45

One day I was reading the back cover of a self-help book that was getting a lot of buzz. The back cover said, Do you have any of these symptoms? And ran down a list of about 20 things ranging from Tired All the Time, to Suicide Ideation. I got to the end of the list and said out loud, “I have all of these.”

Well then, said the back cover, you are depressed.

I didn’t know. My family, we didn’t do depression. It had never occurred to me.

Now that I knew, I had to think about it. Married quite a while, three growing kids, house, business, Zorba the Greek’s “full catastrophe.” And now I had depression on top of it?

Not because of it, the catastrophe. On top of it. Like this was just one more thing to take care of, after the laundry and before Christmas shopping.

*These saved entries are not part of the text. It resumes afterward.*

#[tokio::test]
async fn test_offset_matches_file_length_after_every_chunk() {
    let h = harness();
    let id = h.create(30, None, vec![]).await.unwrap();
    assert_eq!(h.engine.status(&id).await.unwrap().state, UploadState::Pending);

    let mut offset = 0;
    for chunk in [7usize, 11, 5, 7] {
        offset = h.append(&id, offset, vec![9u8; chunk]).await.unwrap();
        let status = h.engine.status(&id).await.unwrap();
        assert_eq!(status.offset, offset);
        assert_eq!(h.file_len(&status.url), Some(offset));
        assert!(status.offset <= status.size);
    }
    assert_eq!(offset, 30);
    assert_eq!(h.engine.status(&id).await.unwrap().state, UploadState::Complete);
}

#[tokio::test]
async fn test_empty_chunk_is_a_noop() {
    let h = harness();
    let id = h.create(10, None, vec![0u8; 3]).await.unwrap();

    assert_eq!(h.append(&id, 3, vec![]).await.unwrap(), 3);
    assert_eq!(h.engine.status(&id).await.unwrap().offset, 3);
}

#[tokio::test]
async fn test_zero_length_upload_completes_immediately() {
    let h = harness();
    let id = h.create(0, None, vec![]).await.unwrap();
    let status = h.engine.status(&id).await.unwrap();
    assert_eq!(status.state, UploadState::Complete);
    assert_eq!(h.file_len(&status.url), Some(0));
}

#[tokio::test]
async fn test_concurrent_chunks_at_same_offset() {
    let h = harness();
    let id = h.create(100, None, vec![0u8; 50]).await.unwrap();

    let first = {
        let engine = Arc::clone(&h.engine);
        let id = id.clone();
        tokio::spawn(async move {
            engine
                .append_chunk(AppendChunk {
                    upload_id: id,
                    upload_offset: 50,
                    content_length: 25,
                    body: Bytes::from(vec![1u8; 25]),
                })
                .await
        })
    };
    let second = {
        let engine = Arc::clone(&h.engine);
        let id = id.clone();
        tokio::spawn(async move {
            engine
                .append_chunk(AppendChunk {
                    upload_id: id,
                    upload_offset: 50,
                    content_length: 25,
                    body: Bytes::from(vec![2u8; 25]),
                })
                .await
        })
    };

    let results = [first.await.unwrap(), second.await.unwrap()];
    let successes = results.iter().filter(|r| r.is_ok()).count();
    assert_eq!(successes, 1);
    assert!(results.iter().any(|r| matches!(
        r,
        Err(UploadError::OffsetMismatch {
            expected: 75,
            received: 50
        })
    )));

    let status = h.engine.status(&id).await.unwrap();
    assert_eq!(status.offset, 75);
    assert_eq!(h.file_len(&status.url), Some(75));
}

#[tokio::test]
async fn test_rename_failure_leaves_complete_record_at_temp_key() {
    let h = harness();
    let id = h
        .create(10, Some(&filename_metadata("pic.jpg")), vec![0u8; 6])
        .await
        .unwrap();
    h.faults.fail_rename.store(true, Ordering::SeqCst);

    let appended = h
        .engine
        .append_chunk(AppendChunk {
            upload_id: id.clone(),
            upload_offset: 6,
            content_length: 4,
            body: Bytes::from(vec![0u8; 4]),
        })
        .await
        .unwrap();
    assert_eq!(appended.offset, 10);
    assert_eq!(appended.state, UploadState::Complete);
    let temp = format!("{id}_temp.jpg");
    match appended.finalization {
        Some(Finalization::RenameFailed { ref url, .. }) => assert_eq!(url, &temp),
        ref other => panic!("expected RenameFailed, got {other:?}"),
    }

    let record = h.db.get_upload(&id).unwrap().unwrap();
    assert!(record.is_complete());
    assert_eq!(record.url, temp);
    assert_eq!(h.file_len(&temp), Some(10));

    // Deleting still removes the bytes where they actually live
    h.engine.delete(&id).await.unwrap();
    assert_eq!(h.file_len(&temp), None);
}

#[tokio::test]
async fn test_rename_failure_on_create_shortcut() {
    let h = harness();
    h.faults.fail_rename.store(true, Ordering::SeqCst);

    let created = h
        .engine
        .create(CreateUpload {
            upload_length: 3,
            upload_metadata: None,
            content_length: 3,
            body: Bytes::from_static(b"abc"),
        })
        .await
        .unwrap();
    assert_eq!(created.state, UploadState::Complete);
    assert!(matches!(
        created.finalization,
        Some(Finalization::RenameFailed { .. })
    ));
    let record = h.db.get_upload(&created.id).unwrap().unwrap();
    assert_eq!(record.url, format!("{}_temp.jpg", created.id));
}

#[tokio::test]
async fn test_failed_initial_write_creates_no_record() {
    let h = harness();
    h.faults.fail_write.store(true, Ordering::SeqCst);

    let err = h.create(10, None, vec![0u8; 5]).await.unwrap_err();
    assert!(matches!(err, UploadError::StorageWriteFailed(_)));
    assert!(h.db.get_all_uploads().unwrap().is_empty());
}

#[tokio::test]
async fn test_truncated_initial_write_is_detected() {
    let h = harness();
    h.faults.short_write.store(true, Ordering::SeqCst);

    let err = h.create(10, None, vec![0u8; 8]).await.unwrap_err();
    assert!(matches!(
        err,
        UploadError::SizeVerificationFailed {
            expected: 8,
            actual: 4
        }
    ));
    assert!(h.db.get_all_uploads().unwrap().is_empty());
    assert_eq!(h.file_count(), 0);
}

#[tokio::test]
async fn test_truncated_append_is_rolled_back() {
    let h = harness();
    let id = h.create(20, None, vec![0u8; 4]).await.unwrap();
    h.faults.short_append.store(true, Ordering::SeqCst);

    let err = h.append(&id, 4, vec![0u8; 8]).await.unwrap_err();
    assert!(matches!(
        err,
        UploadError::SizeVerificationFailed {
            expected: 12,
            actual: 8
        }
    ));
    let status = h.engine.status(&id).await.unwrap();
    assert_eq!(status.offset, 4);
    assert_eq!(h.file_len(&status.url), Some(4));

    h.faults.short_append.store(false, Ordering::SeqCst);
    assert_eq!(h.append(&id, 4, vec![1u8; 8]).await.unwrap(), 12);
    assert_eq!(h.file_len(&status.url), Some(12));
}

#[tokio::test]
async fn test_failed_record_update_can_be_retried() {
    let h = harness();
    let id = h.create(20, None, vec![0u8; 4]).await.unwrap();
    h.faults.fail_next_update.store(true, Ordering::SeqCst);

    let err = h.append(&id, 4, vec![1u8; 3]).await.unwrap_err();
    assert!(matches!(err, UploadError::Record(_)));
    let status = h.engine.status(&id).await.unwrap();
    assert_eq!(status.offset, 4);
    assert_eq!(h.file_len(&status.url), Some(4));

    assert_eq!(h.append(&id, 4, vec![1u8; 3]).await.unwrap(), 7);
    let status = h.engine.status(&id).await.unwrap();
    assert_eq!(status.offset, 7);
    assert_eq!(h.file_len(&status.url), Some(7));
}

#[tokio::test]
async fn test_failed_update_on_last_chunk_restores_temp_key() {
    let h = harness();
    let id = h
        .create(10, Some(&filename_metadata("pic.jpg")), vec![0u8; 6])
        .await
        .unwrap();
    h.faults.fail_next_update.store(true, Ordering::SeqCst);

    let err = h.append(&id, 6, vec![0u8; 4]).await.unwrap_err();
    assert!(matches!(err, UploadError::Record(_)));
    let temp = format!("{id}_temp.jpg");
    assert_eq!(h.file_len(&temp), Some(6));
    assert_eq!(h.file_len(&format!("{id}_pic.jpg")), None);

    assert_eq!(h.append(&id, 6, vec![0u8; 4]).await.unwrap(), 10);
    let status = h.engine.status(&id).await.unwrap();
    assert_eq!(status.state, UploadState::Complete);
    assert_eq!(status.url, format!("{id}_pic.jpg"));
    assert_eq!(h.file_len(&status.url), Some(10));
}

The suicidal ideation made me laugh. In my version, it wasn’t suicide, it was passive aggression. I’ll show them. I’ll get cancer and die and then they’ll notice who cleans the dirty pots. I’ll get lupus and not be able to move and someone else will have to take out the garbage cans. My favorite passive aggression had no fatal diagnosis; I would merely be forced to sleep all day in a white-sheeted bed in a white hospital room in a white hospital. Need I add that it was very quiet?

I was lucky that my husband did not seem depressed. Overworked? Worried? Stretched thin? Yes. But not depressed. I have seen families where the man was depressed, and the woman was just as frustrated as I was and had a depressed husband to take care of as well as the kids.

My depression was rooted in the fact that I was inescapably female. I had gone back to school for advanced training. I had gotten on the career path. I had met the impossible standards of both the patriarchy and the feminarchy. And I still felt awful.

There’s this wonderful line in Adrienne Rich’s Of Woman Born where she writes, “I know no woman – virgin, mother, lesbian, married, celibate – whether she earns her keep as a housewife, a cocktail waitress, or a scanner of brain waves – for whom her body is not a fundamental problem.”

Rich’s writing is just as vibrant and meaningful as it was when she wrote it 45 years ago. Partly it’s her good writing; partly it’s because we haven’t solved the conundrum of being female. I see the next generation, now raising the next next generation, and tripping up over the same exposed roots: What’s best for my children? Can we afford this? Are my skills recognized? And oh, the hardest one: Do I deserve to be happy too?

The answer is a resounding YES. You don’t need to read the book. You don’t need to shell out for years of counseling. You don’t need to weigh the pros and cons. Take my word for it: YES.